Thursday, March 17, 2011

Love Drugs Happiness

What do you do when you love someone so much, but their family isn't all that inviting?

To be honest, I'm not sure. Three years, practically three years I spent on the most wonderful guy. He'd do everything and anything for me. To me, you know a guy really loves you when he sacrifices his time, his hobby, his favorite everything... for you. He's willing to do anything, but I mean ANYTHING for you. He'd practically kill someone for you. When you're hurt, they'll shank someone or wipe a tear. They'll hold your face and play with your hair. Anything.

Straight out of high school, after everyone practically hates your guts for telling someone else that her four-some was leaked, you don't really really have many friends. After the drama of having a video on YouTube about you... and people wanting to kill you... and specifying that you're worthless, a cry-baby and that if they ever see you on the street they'll kill you... Yeah, I didn't have many friends out of high school. Everyone was just busy living their own lives.

My mom always taught me since I was little that there was no real thing as a best friend. That everyone used everybody for their own convenience. Throughout high school, I'd rebel; thinking that she was stupid and didn't know anything. Towards the end of high school, I began to realize that she was right. People DID use people. The more I let me guard down and the more I helped people... I realized that I too was used and abused...

So what happens when you only have one friend straight out of high school, who also happens to be your boyfriend? You spend every second, of every minute, of every hour, of every day, of every week, of every month, of every year... together. You begin to depend on them. To care for them. To worry for them. To help them. To support them. Basically E) All of the above. He becomes the best friend and ONLY friend you have.

So what happens when you begin to develop feelings for someone else? You begin to think about everything. The good, the great, the bad, the horrible, the amazing, the everything. Though you are still in love with that person with all your might, you begin to think if it's mere dependency.

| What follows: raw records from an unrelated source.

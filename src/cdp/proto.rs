//! CDP wire messages.

use serde::{Deserialize, Serialize};
use serde_json::Value;

#[derive(Serialize, Debug)]
pub struct Command<'a> {
    pub id: u64,
    pub method: &'a str,
    #[serde(skip_serializing_if = "Option::is_none")]
    pub params: Option<Value>,
    #[serde(rename = "sessionId", skip_serializing_if = "Option::is_none")]
    pub session_id: Option<&'a str>,
}

#[derive(Deserialize, Debug, Clone, thiserror::Error)]
#[error("CDP command failed: {message} (code {code})")]
pub struct CommandError {
    pub code: i64,
    pub message: String,
}

/// Either a command response (`id` set) or an event (`method` set).
#[derive(Deserialize, Debug)]
pub struct Incoming {
    pub id: Option<u64>,
    pub method: Option<String>,
    pub params: Option<Value>,
    pub result: Option<Value>,
    pub error: Option<CommandError>,
    #[serde(rename = "sessionId")]
    pub session_id: Option<String>,
}

impl Incoming {
    pub fn is_response(&self) -> bool {
        self.id.is_some()
    }
}

#[cfg(test)]
mod tests {
    use super::*;
    use serde_json::json;

    #[test]
    fn command_serialization_omits_empty_fields() {
        let cmd = Command {
            id: 1,
            method: "Target.getTargets",
            params: None,
            session_id: None,
        };
        assert_eq!(
            serde_json::to_value(&cmd).unwrap(),
            json!({"id": 1, "method": "Target.getTargets"})
        );

        let cmd = Command {
            id: 2,
            method: "Page.navigate",
            params: Some(json!({"url": "https://example.com"})),
            session_id: Some("SESSION"),
        };
        assert_eq!(
            serde_json::to_value(&cmd).unwrap(),
            json!({
                "id": 2,
                "method": "Page.navigate",
                "params": {"url": "https://example.com"},
                "sessionId": "SESSION",
            })
        );
    }

    #[test]
    fn incoming_classification() {
        let response: Incoming =
            serde_json::from_str(r#"{"id": 3, "result": {"ok": true}}"#).unwrap();
        assert!(response.is_response());
        assert!(response.error.is_none());

        let event: Incoming = serde_json::from_str(
            r#"{"method": "Fetch.requestPaused", "params": {}, "sessionId": "S"}"#,
        )
        .unwrap();
        assert!(!event.is_response());
        assert_eq!(event.method.as_deref(), Some("Fetch.requestPaused"));

        let failure: Incoming = serde_json::from_str(
            r#"{"id": 4, "error": {"code": -32601, "message": "unknown method"}}"#,
        )
        .unwrap();
        assert_eq!(failure.error.unwrap().code, -32601);
    }
}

After finally breaking it off, what happens when your current guy wants me-time? You're alone. You don't have any friends. So, you're pretty much alone. You have no one to hang out with. Sure, you have some friends. Some Facebook friends. But you're pretty much alone. Everyone else has their lives, and their worries, and their own jobs, and classes. Whatever. You're alone. Boo hoo.

So what happens when your ex-boyfriend, now only best friend, stops talking to you? You feel even more alone. You begin to do things like sleep more often... And eventually become depressed.

I had never REALLY known what depression felt like. I always thought it was silly how the commercials stated that it help like you didn't want to get out of bed. But what happens when you wake up one morning and you have this daunting feeling that you don't want to get out of bed and realize it's NOT from sleeping late, it's not from being lazy, etc.? You realize you have depression.

It was this overwhelming feeling. The only feeling I can describe it to is receiving morphine. I had only ever received morphine once in my life and it was when I went to the emergency room because I got Cellulitis (Cellular Inflammation) in my left leg. It was a very horrible feeling and if I wasn't going to die from having bacteria in my blood, or having my leg swell until I need it amputated, I felt as if I was going to die from the morphine. It was this extremely cold fluid that went up my right arm from my IV and into my heart. It felt as if my heart was constricting. I felt dizzy and eventually threw up... But that's what I felt depression was like. It's a horrible feeling where you think thoughts like "The world doesn't need me. I don't make any difference. I think I'll just stay here."

Anyways, my mom thinks it's best I go to work to get my mind off everything. I love work. It helps. (: Helping people is therapeutic to me. No need for anti-depressants. All I have to do is go to work and make someone smile by making their day. If I can't have a perfect day, I'd at least want someone to have one.

There may me spelling or grammar errors, but I could care less. Thanks for reading.